Entre el ruido y la razón

Alison Valeria Tafur
Universidad Colegio Mayor de Cundinamarca
En un momento de la vida y de la sociedad en el que se cree que el simple hecho de “pensar” ya puede considerarse como conocimiento es sencillamente uno de los mayores errores que cometemos. Tener una opinión no es tener conocimiento, hablar no es razonar y considerar no es actuar.
Hoy se habla de política en casi todas las mesas y conversaciones cotidianas, pero la verdadera pregunta es: ¿de verdad hablamos por nosotros mismos o solo repetimos lo que escuchamos y nos convencen de considerar como una política “verdadera”? Los jóvenes viven atrapados entre la apatía y la desconfianza; la sobreinformación ha hecho que se escuche de todo, pero que se cuestione muy poco.
Resulta impresionante cómo la sociedad actual prefiere “sentir razón” antes que buscarla. Cuando el egocentrismo alcanza su punto más alto, nuestra lucidez se ve afectada. Muchas veces estamos atrapados en defender solo el interés propio, y es ahí donde el verdadero cambio se detiene.

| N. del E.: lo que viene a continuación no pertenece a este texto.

use std::collections::HashSet;

use sea_orm::{
    ActiveValue, DatabaseTransaction, PaginatorTrait, QueryFilter, QueryOrder, TransactionTrait,
    prelude::*,
};
use uuid::Uuid;

use crate::{
    Catalog, EngineError, Recipe, RecipeComponent, RecipeItem, ResultEngine, Snapshot, categories,
    ingredients, menu_items,
    money::QUANTITY_PLACES,
    recipe_components, recipe_items, recipes,
    util::{ensure_non_negative, ensure_places, ensure_positive, normalize_display_name},
};

use super::{Engine, with_tx};

fn validate_recipe(recipe: &Recipe) -> ResultEngine<()> {
    ensure_positive(recipe.yield_total, "recipe yield")?;
    ensure_places(recipe.yield_total, QUANTITY_PLACES, "recipe yield")?;
    if let Some(weight) = recipe.portion_weight {
        ensure_positive(weight, "portion weight")?;
        ensure_places(weight, QUANTITY_PLACES, "portion weight")?;
    }
    Ok(())
}

fn validate_item(item: &RecipeItem) -> ResultEngine<()> {
    for (value, label) in [
        (item.gross_weight, "gross weight"),
        (item.net_weight, "net weight"),
        (item.correction_factor, "correction factor"),
    ] {
        if let Some(value) = value {
            ensure_non_negative(value, label)?;
            ensure_places(value, QUANTITY_PLACES, label)?;
        }
    }
    Ok(())
}

fn validate_component(component: &RecipeComponent) -> ResultEngine<()> {
    ensure_positive(component.quantity, "component quantity")?;
    ensure_places(component.quantity, QUANTITY_PLACES, "component quantity")
}

impl Engine {
    /// Store a new recipe together with its line items and components.
    ///
    /// The category, every ingredient and every sub-recipe must exist.
    pub async fn new_recipe(&self, mut recipe: Recipe) -> ResultEngine<Uuid> {
        recipe.title = normalize_display_name(&recipe.title, "recipe")?;
        validate_recipe(&recipe)?;
        recipe.items.iter().try_for_each(validate_item)?;
        recipe.components.iter().try_for_each(validate_component)?;

        with_tx!(self, |db_tx| {
            categories::Entity::find_by_id(recipe.category_id)
                .one(&db_tx)
                .await?
                .ok_or_else(|| {
                    EngineError::KeyNotFound(format!("category {}", recipe.category_id))
                })?;

            let model: recipes::ActiveModel = (&recipe).into();
            model.insert(&db_tx).await?;

            for (position, item) in recipe.items.iter().enumerate() {
                Self::insert_item(&db_tx, recipe.id, position, item).await?;
            }
            for (position, component) in recipe.components.iter().enumerate() {
                if component.sub_recipe_id == recipe.id {
                    return Err(EngineError::CyclicRecipeGraph(format!(
                        "{} -> {}",
                        recipe.title, recipe.title
                    )));
                }
                Self::insert_component(&db_tx, recipe.id, position, component).await?;
            }

            tracing::debug!(recipe_id = %recipe.id, title = %recipe.title, "recipe created");
            Ok(recipe.id)
        })
    }

    /// Append a line item to a recipe.
    pub async fn add_recipe_item(&self, recipe_id: Uuid, item: RecipeItem) -> ResultEngine<Uuid> {
        validate_item(&item)?;
        with_tx!(self, |db_tx| {
            Self::require_recipe_model(&db_tx, recipe_id).await?;
            let position = recipe_items::Entity::find()
                .filter(recipe_items::Column::RecipeId.eq(recipe_id))
                .order_by_desc(recipe_items::Column::Position)
                .one(&db_tx)
                .await?
                .map_or(0, |last| usize::try_from(last.position).unwrap_or_default() + 1);
            Self::insert_item(&db_tx, recipe_id, position, &item).await?;
            Ok(item.id)
        })
    }

    /// Append a sub-recipe component to a recipe.
    ///
    /// Rejected with [`EngineError::CyclicRecipeGraph`] when the sub-recipe
    /// already contains `recipe_id`, directly or through its own components.
    pub async fn add_recipe_component(
        &self,
        recipe_id: Uuid,
        component: RecipeComponent,
    ) -> ResultEngine<Uuid> {
        validate_component(&component)?;
        with_tx!(self, |db_tx| {
            let parent = Self::require_recipe_model(&db_tx, recipe_id).await?;
            Self::ensure_acyclic(&db_tx, &parent, component.sub_recipe_id).await?;
            let position = recipe_components::Entity::find()
                .filter(recipe_components::Column::RecipeId.eq(recipe_id))
                .order_by_desc(recipe_components::Column::Position)
                .one(&db_tx)
                .await?
                .map_or(0, |last| usize::try_from(last.position).unwrap_or_default() + 1);
            Self::insert_component(&db_tx, recipe_id, position, &component).await?;
            Ok(component.id)
        })
    }

    pub async fn remove_recipe_item(&self, item_id: Uuid) -> ResultEngine<()> {
        let result = recipe_items::Entity::delete_by_id(item_id)
            .exec(&self.database)
            .await?;
        if result.rows_affected == 0 {
            return Err(EngineError::KeyNotFound(format!("recipe item {item_id}")));
        }
        Ok(())
    }

    pub async fn remove_recipe_component(&self, component_id: Uuid) -> ResultEngine<()> {
        let result = recipe_components::Entity::delete_by_id(component_id)
            .exec(&self.database)
            .await?;
        if result.rows_affected == 0 {
            return Err(EngineError::KeyNotFound(format!(
                "recipe component {component_id}"
            )));
        }
        Ok(())
    }

    /// Return a recipe with its line items and components.
    pub async fn recipe(&self, recipe_id: Uuid) -> ResultEngine<Recipe> {
        with_tx!(self, |db_tx| Self::fetch_recipe(&db_tx, recipe_id).await)
    }

    /// All recipes ordered by title, without line items or components.
    pub async fn list_recipes(&self) -> ResultEngine<Vec<Recipe>> {
        recipes::Entity::find()
            .order_by_asc(recipes::Column::Title)
            .all(&self.database)
            .await?
            .into_iter()
            .map(Recipe::try_from)
            .collect()
    }

    /// Load a recipe and everything it references in one transaction.
    pub async fn load_recipe(&self, recipe_id: Uuid) -> ResultEngine<Snapshot<Recipe>> {
        with_tx!(self, |db_tx| {
            let mut catalog = Catalog::new();
            Self::fetch_recipe_closure(&db_tx, vec![recipe_id], &mut catalog).await?;
            let root = catalog.recipe(recipe_id)?.clone();
            tracing::debug!(
                recipe_id = %recipe_id,
                recipes = catalog.recipes.len(),
                ingredients = catalog.ingredients.len(),
                "recipe snapshot loaded"
            );
            Ok(Snapshot { root, catalog })
        })
    }

    /// Delete a recipe with its line items and components.
    ///
    /// Menu items serving the recipe are deleted too. Rejected while another
    /// recipe uses it as a component.
    pub async fn delete_recipe(&self, recipe_id: Uuid) -> ResultEngine<()> {
        with_tx!(self, |db_tx| {
            let model = Self::require_recipe_model(&db_tx, recipe_id).await?;

            let used_by = recipe_components::Entity::find()
                .filter(recipe_components::Column::SubRecipeId.eq(recipe_id))
                .count(&db_tx)
                .await?;
            if used_by > 0 {
                return Err(EngineError::Referenced(model.title));
            }

            menu_items::Entity::delete_many()
                .filter(menu_items::Column::RecipeId.eq(recipe_id))
                .exec(&db_tx)
                .await?;
            recipe_items::Entity::delete_many()
                .filter(recipe_items::Column::RecipeId.eq(recipe_id))
                .exec(&db_tx)
                .await?;
            recipe_components::Entity::delete_many()
                .filter(recipe_components::Column::RecipeId.eq(recipe_id))
                .exec(&db_tx)
                .await?;
            recipes::Entity::delete_by_id(recipe_id).exec(&db_tx).await?;
            Ok(())
        })
    }

    async fn insert_item(
        db_tx: &DatabaseTransaction,
        recipe_id: Uuid,
        position: usize,
        item: &RecipeItem,
    ) -> ResultEngine<()> {
        ingredients::Entity::find_by_id(item.ingredient_id)
            .one(db_tx)
            .await?
            .ok_or_else(|| EngineError::KeyNotFound(format!("ingredient {}", item.ingredient_id)))?;

        let mut model: recipe_items::ActiveModel = item.into();
        model.recipe_id = ActiveValue::Set(recipe_id);
        model.position = ActiveValue::Set(i32::try_from(position).unwrap_or(i32::MAX));
        model.insert(db_tx).await?;
        Ok(())
    }

    async fn insert_component(
        db_tx: &DatabaseTransaction,
        recipe_id: Uuid,
        position: usize,
        component: &RecipeComponent,
    ) -> ResultEngine<()> {
        Self::require_recipe_model(db_tx, component.sub_recipe_id).await?;

        let mut model: recipe_components::ActiveModel = component.into();
        model.recipe_id = ActiveValue::Set(recipe_id);
        model.position = ActiveValue::Set(i32::try_from(position).unwrap_or(i32::MAX));
        model.insert(db_tx).await?;
        Ok(())
    }

    /// Fail when `sub_recipe_id` reaches `parent` through stored components.
    async fn ensure_acyclic(
        db_tx: &DatabaseTransaction,
        parent: &recipes::Model,
        sub_recipe_id: Uuid,
    ) -> ResultEngine<()> {
        let sub = Self::require_recipe_model(db_tx, sub_recipe_id).await?;
        let mut pending = vec![sub_recipe_id];
        let mut seen = HashSet::new();
        while let Some(current) = pending.pop() {
            if current == parent.id {
                return Err(EngineError::CyclicRecipeGraph(format!(
                    "{} -> {} -> {}",
                    parent.title, sub.title, parent.title
                )));
            }
            if !seen.insert(current) {
                continue;
            }
            let children = recipe_components::Entity::find()
                .filter(recipe_components::Column::RecipeId.eq(current))
                .all(db_tx)
                .await?;
            pending.extend(children.into_iter().map(|child| child.sub_recipe_id));
        }
        Ok(())
    }
}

El egocentrismo nos divide, nos vuelve incapaces de razonar, y en ese encierro donde ya no somos cegados, si no que nosotros lo somos los que por cuenta propia elegimos no ver, es en ese justo momento donde la política se vuelve ajena. El miedo al error y al juicio de los demás frena la participación y la acción.
Pero siempre surge la pregunta: ¿qué será de nosotros, los jóvenes, si dejamos que otros decidan por nosotros? Y no, no me refiero únicamente a los dirigentes o representantes públicos, sino también a aquellos terceros que creen que, con un argumento, un discurso o una ideología política, ya debemos considerarnos de izquierda o de derecha. Porque, a decir verdad, cuesta distinguir entre lo que nace de un deseo individual (creado y deseado por nosotros mismos) y lo que es un deseo socialmente impuesto y adaptado para que parezca propio.
Debemos aceptar que cuestionar e incomodar con nuestras preguntas y respuestas también es una forma de aprender. Basta ya de la aquiescencia social, es hora de hablar con pertenencia social y con acción personal.